╔══

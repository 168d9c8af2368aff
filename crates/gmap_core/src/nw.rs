//! Reading and writing of GLEVNW01 level files
//!
//! # File Format
//! ```text
//! GLEVNW01
//! BOARD x y width layer tilecodes
//! LINK destination x y width height new_x new_y
//! SIGN x y
//! ...sign text...
//! SIGNEND
//! NPC image x y
//! ...script...
//! NPCEND
//! ```
//!
//! Records may come in any order and unknown records are skipped. NPC
//! coordinates are written in half tiles, an image of `-` means "no image".

use crate::{Level, LevelSize, Link, MapError, Npc, Result, Sign, Tile, TILE_CODE_LEN};
use std::fmt::Write as _;
use std::path::Path;
use std::str::FromStr;

/// Header token of the level format
pub const NW_LEVEL_VERSION: &str = "GLEVNW01";

/// Highest layer count a `BOARD` record may ask for
pub const MAX_BOARD_LAYERS: usize = 256;

const SIGN_END: &str = "SIGNEND";
const NPC_END: &str = "NPCEND";
const NO_IMAGE: &str = "-";

type NumberedLines<'a> = std::iter::Enumerate<std::str::Lines<'a>>;

/// Read a level file from disk
pub fn load_level(path: &Path, size: LevelSize) -> Result<Level> {
    let content = std::fs::read_to_string(path).map_err(|e| MapError::io(path, e))?;
    let level = parse_level(&content, size)?;
    tracing::debug!(
        "Loaded level {:?} ({} layers, {} npcs)",
        path,
        level.layer_count(),
        level.npcs().len()
    );
    Ok(level)
}

/// Write a level file to disk
pub fn save_level(level: &Level, path: &Path) -> Result<()> {
    std::fs::write(path, write_level(level)).map_err(|e| MapError::io(path, e))?;
    tracing::debug!("Saved level {:?}", path);
    Ok(())
}

/// Parse the text of a level file
pub fn parse_level(text: &str, size: LevelSize) -> Result<Level> {
    let mut lines = text.lines().enumerate();

    let header = lines.next().map(|(_, line)| line).unwrap_or_default();
    if !header.starts_with(NW_LEVEL_VERSION) {
        return Err(MapError::VersionMismatch {
            expected: NW_LEVEL_VERSION,
            found: header.to_string(),
        });
    }

    let mut level = Level::new(size);
    while let Some((index, line)) = lines.next() {
        let line_no = index + 1;
        let mut fields = line.split_whitespace();
        let Some(kind) = fields.next() else {
            continue;
        };

        match kind {
            "BOARD" => parse_board(&mut level, line_no, &mut fields)?,
            "LINK" => {
                let link = Link {
                    destination: next_field(&mut fields, line_no, "destination")?,
                    x: next_field(&mut fields, line_no, "x")?,
                    y: next_field(&mut fields, line_no, "y")?,
                    width: next_field(&mut fields, line_no, "width")?,
                    height: next_field(&mut fields, line_no, "height")?,
                    new_x: next_field(&mut fields, line_no, "new x")?,
                    new_y: next_field(&mut fields, line_no, "new y")?,
                };
                level.links.push(link);
            }
            "SIGN" => {
                let x = next_field(&mut fields, line_no, "x")?;
                let y = next_field(&mut fields, line_no, "y")?;
                let (text, terminated) = read_block(&mut lines, SIGN_END);
                if !terminated {
                    return Err(MapError::MalformedRecord {
                        line: line_no,
                        message: format!("SIGN is missing its {}", SIGN_END),
                    });
                }
                level.signs.push(Sign { x, y, text });
            }
            "NPC" => {
                let image: String = next_field(&mut fields, line_no, "image")?;
                let x: f64 = next_field(&mut fields, line_no, "x")?;
                let y: f64 = next_field(&mut fields, line_no, "y")?;
                // The script may run up to the end of the file
                let (script, _) = read_block(&mut lines, NPC_END);
                level.add_npc(Npc {
                    id: 0,
                    image: if image == NO_IMAGE { String::new() } else { image },
                    script,
                    x: x.floor() as i32,
                    y: y.floor() as i32,
                });
            }
            other => {
                tracing::debug!("Skipping unknown level record {:?} on line {}", other, line_no)
            }
        }
    }

    Ok(level)
}

fn parse_board<'a>(
    level: &mut Level,
    line_no: usize,
    fields: &mut impl Iterator<Item = &'a str>,
) -> Result<()> {
    let start_x: usize = next_field(fields, line_no, "x")?;
    let y: usize = next_field(fields, line_no, "y")?;
    let width: usize = next_field(fields, line_no, "width")?;
    let layer: usize = next_field(fields, line_no, "layer")?;
    let data = fields.next().unwrap_or_default();

    let malformed = |message: String| MapError::MalformedRecord {
        line: line_no,
        message,
    };
    let expected_len = width
        .checked_mul(TILE_CODE_LEN)
        .ok_or_else(|| malformed(format!("BOARD width {} is too large", width)))?;
    if data.len() < expected_len {
        return Err(malformed(format!(
            "BOARD expects {} tile codes, found {} characters",
            width,
            data.len()
        )));
    }
    let end_x = start_x
        .checked_add(width)
        .ok_or_else(|| malformed(format!("BOARD x {} is too large", start_x)))?;
    if layer >= MAX_BOARD_LAYERS {
        return Err(malformed(format!("BOARD layer {} is too high", layer)));
    }
    if y >= level.height() || end_x > level.width() {
        return Err(malformed(format!(
            "BOARD row {} x {}..{} lies outside the level",
            y, start_x, end_x
        )));
    }

    let grid = level.ensure_layer(layer);
    for i in 0..width {
        let code = data
            .get(i * TILE_CODE_LEN..(i + 1) * TILE_CODE_LEN)
            .ok_or_else(|| MapError::InvalidEncoding(data.to_string()))?;
        grid.set_tile(start_x + i, y, Tile::decode(code)?)?;
    }
    Ok(())
}

fn next_field<'a, T: FromStr>(
    fields: &mut impl Iterator<Item = &'a str>,
    line_no: usize,
    name: &str,
) -> Result<T> {
    let value = fields.next().ok_or_else(|| MapError::MalformedRecord {
        line: line_no,
        message: format!("missing {}", name),
    })?;
    value.parse().map_err(|_| MapError::MalformedRecord {
        line: line_no,
        message: format!("invalid {} {:?}", name, value),
    })
}

/// Collect raw lines up to `end`. Returns the text and whether `end` was seen.
fn read_block(lines: &mut NumberedLines<'_>, end: &str) -> (String, bool) {
    let mut text = String::new();
    for (_, line) in lines.by_ref() {
        if line == end {
            return (text, true);
        }
        text.push_str(line);
        text.push('\n');
    }
    (text, false)
}

fn push_block(out: &mut String, text: &str, end: &str) {
    out.push_str(text);
    if !text.is_empty() && !text.ends_with('\n') {
        out.push('\n');
    }
    out.push_str(end);
    out.push('\n');
}

/// Serialize a level to the text format
pub fn write_level(level: &Level) -> String {
    let mut out = String::new();
    out.push_str(NW_LEVEL_VERSION);
    out.push('\n');

    // Writing into a String cannot fail
    for (layer, grid) in level.layers().iter().enumerate() {
        for (y, row) in grid.rows().enumerate() {
            let codes: String = row.iter().map(Tile::encode).collect();
            let _ = writeln!(out, "BOARD 0 {} {} {} {}", y, row.len(), layer, codes);
        }
    }
    out.push('\n');

    if !level.links.is_empty() {
        for link in &level.links {
            let _ = writeln!(
                out,
                "LINK {} {} {} {} {} {} {}",
                link.destination, link.x, link.y, link.width, link.height, link.new_x, link.new_y
            );
        }
        out.push('\n');
    }

    for sign in &level.signs {
        let _ = writeln!(out, "SIGN {} {}", sign.x, sign.y);
        push_block(&mut out, &sign.text, SIGN_END);
        out.push('\n');
    }

    for npc in level.npcs() {
        let image = if npc.image.is_empty() {
            NO_IMAGE
        } else {
            npc.image.as_str()
        };
        let _ = writeln!(out, "NPC {} {} {}", image, npc.x, npc.y);
        push_block(&mut out, &npc.script, NPC_END);
        out.push('\n');
    }

    out
}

╚══

WORK TASK. Only the lines from the beginning of the listing through the line containing "let content = std::fs::read_to_string(path).map_err(|e|" are wanted, each restated word for word.

RESULT.
repository 168d9c8af2368aff
filename crates/gmap_core/src/nw.rs
//! Reading and writing of GLEVNW01 level files
//!
//! # File Format
//! ```text
//! GLEVNW01
//! BOARD x y width layer tilecodes
//! LINK destination x y width height new_x new_y
//! SIGN x y
//! ...sign text...
//! SIGNEND
//! NPC image x y
//! ...script...
//! NPCEND
//! ```
//!
//! Records may come in any order and unknown records are skipped. NPC
//! coordinates are written in half tiles, an image of `-` means "no image".

use crate::{Level, LevelSize, Link, MapError, Npc, Result, Sign, Tile, TILE_CODE_LEN};
use std::fmt::Write as _;
use std::path::Path;
use std::str::FromStr;

/// Header token of the level format
pub const NW_LEVEL_VERSION: &str = "GLEVNW01";

/// Highest layer count a `BOARD` record may ask for
pub const MAX_BOARD_LAYERS: usize = 256;

const SIGN_END: &str = "SIGNEND";
const NPC_END: &str = "NPCEND";
const NO_IMAGE: &str = "-";

type NumberedLines<'a> = std::iter::Enumerate<std::str::Lines<'a>>;

/// Read a level file from disk
pub fn load_level(path: &Path, size: LevelSize) -> Result<Level> {
    let content = std::fs::read_to_string(path).map_err(|e| MapError::io(path, e))?;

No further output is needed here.